Study on the Accuracy of Several Beryllium Evaluations and Comparison of Measured and Calculated Data on Reaction Rates and Tritium Production Distributions

The accuracy of beryllium data, particularly the ⁹Be(n,2n) cross-section and the associated secondary neutrons energy distribution has direct impact on the prediction accuracy of important neutronics parameters such as in-blanket neutron spectra, tritium production and other reaction rates distributions. The measured values for these parameters obtained within the U.S./JAERI Collaborative Program on Fusion Integral Experiments were compared to the calculated ones with three evaluations for beryllium data.
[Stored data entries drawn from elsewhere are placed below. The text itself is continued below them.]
//! Uploaded file handles and batch parsing.
//!
//! Every file in a batch is parsed independently. A file that fails is
//! recorded as a [`FileError`] and the rest of the batch carries on.

use rayon::prelude::*;
use std::fs;
use std::hash::{DefaultHasher, Hash, Hasher};
use std::io;
use std::path::Path;

use crate::error::FileError;
use crate::parsers::{AnodeCsv, Parseable, RawTable};

/// An uploaded file: display name plus raw bytes
#[derive(Clone, Debug, PartialEq, Eq)]
pub struct UploadedFile {
    pub name: String,
    pub contents: Vec<u8>,
}

impl UploadedFile {
    pub fn new(name: impl Into<String>, contents: impl Into<Vec<u8>>) -> Self {
        Self {
            name: name.into(),
            contents: contents.into(),
        }
    }

    /// Read a file from disk, using its file name as the display name
    pub fn from_path(path: &Path) -> io::Result<Self> {
        let contents = fs::read(path)?;
        let name = path
            .file_name()
            .map(|n| n.to_string_lossy().to_string())
            .unwrap_or_else(|| "Unknown".to_string());
        Ok(Self { name, contents })
    }

    /// 64-bit hash of the file contents
    pub fn content_hash(&self) -> u64 {
        let mut hasher = DefaultHasher::new();
        self.contents.hash(&mut hasher);
        hasher.finish()
    }
}

/// Outcome of parsing a batch of uploads
#[derive(Debug, Default)]
pub struct ParsedBatch {
    /// Successfully parsed tables, in upload order
    pub tables: Vec<RawTable>,
    /// Files that were skipped, in upload order
    pub errors: Vec<FileError>,
}

/// Parse a single upload
pub fn parse_file(file: &UploadedFile) -> Result<RawTable, FileError> {
    let fail = |message: String| FileError {
        file_name: file.name.clone(),
        message,
    };

    let text = std::str::from_utf8(&file.contents)
        .map_err(|e| fail(format!("file is not valid UTF-8: {}", e)))?;

    AnodeCsv
        .parse(&file.name, text)
        .map_err(|e| fail(e.to_string()))
}

/// Parse every upload in parallel, keeping upload order in the result
pub fn parse_batch(files: &[UploadedFile]) -> ParsedBatch {
    let results: Vec<Result<RawTable, FileError>> = files.par_iter().map(parse_file).collect();

    let mut batch = ParsedBatch::default();
    for result in results {
        match result {
            Ok(table) => batch.tables.push(table),
            Err(e) => {
                tracing::warn!("{}", e);
                batch.errors.push(e);
            }
        }
    }

    batch
}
The ENDF/B-V, LANL, and ENDF/B-VI evaluations for beryllium (denoted Be5, (LANL)Be, and Be6, respectively) were processed, along with ENDF/B-V data of other materials, into 80-group neutron structure of the MATSX6 library. The processed library was used to calculate tritium production rate, neutron spectrum, and several foil activation reaction rates along the central axis of a Li₂O test assembly in which a 5 cm-thick beryllium zone precedes the Li₂O zone and acts as a neutron multiplier. The test assembly itself is located at one end of a Li₂CO₃ enclosure where the D-T neutron point source is located inside the inner cavity. Examination of the Be data indicates that the total Be(n,2n) cross-section of B6 is lower than that of B5 and (LANL)Be by ∼ 10–15% at high incident energies and that this cross-section is very similar in the case of B5 and (LANL)Be evaluation. However, the secondary energy distribution (SED) from this reaction is noticeably different among the three evaluations; the SED in Be6 evaluation does not extend down below ∼ IKeV while the (LANL)Be evaluation extends down below ∼ 1 KeV, but the cross-section in this energy range is negligible. On the other hand, in the Be5 evaluation, the SED extends down to very low energies. The impact of these differences on tritium production from ⁶Li(T₆) and ⁷Li(T₇) is that the calculated-to-measured values (C/E) for T₆ have improved with the Be6 by ∼ 3–5% (C/E = 1.05) as compared to those obtained by the Be5 and (LANL)Be evaluations in the bulk of the Li₂O zone. The C/E values for the high threshold reactions [e.g., ⁵⁸Ni(n,2n)] have also improved by 3–7%. By comparing the calculated spectra to the measured ones at various locations, it was noticed that the 14 MeV peak is better predicted by the Be6 evaluation.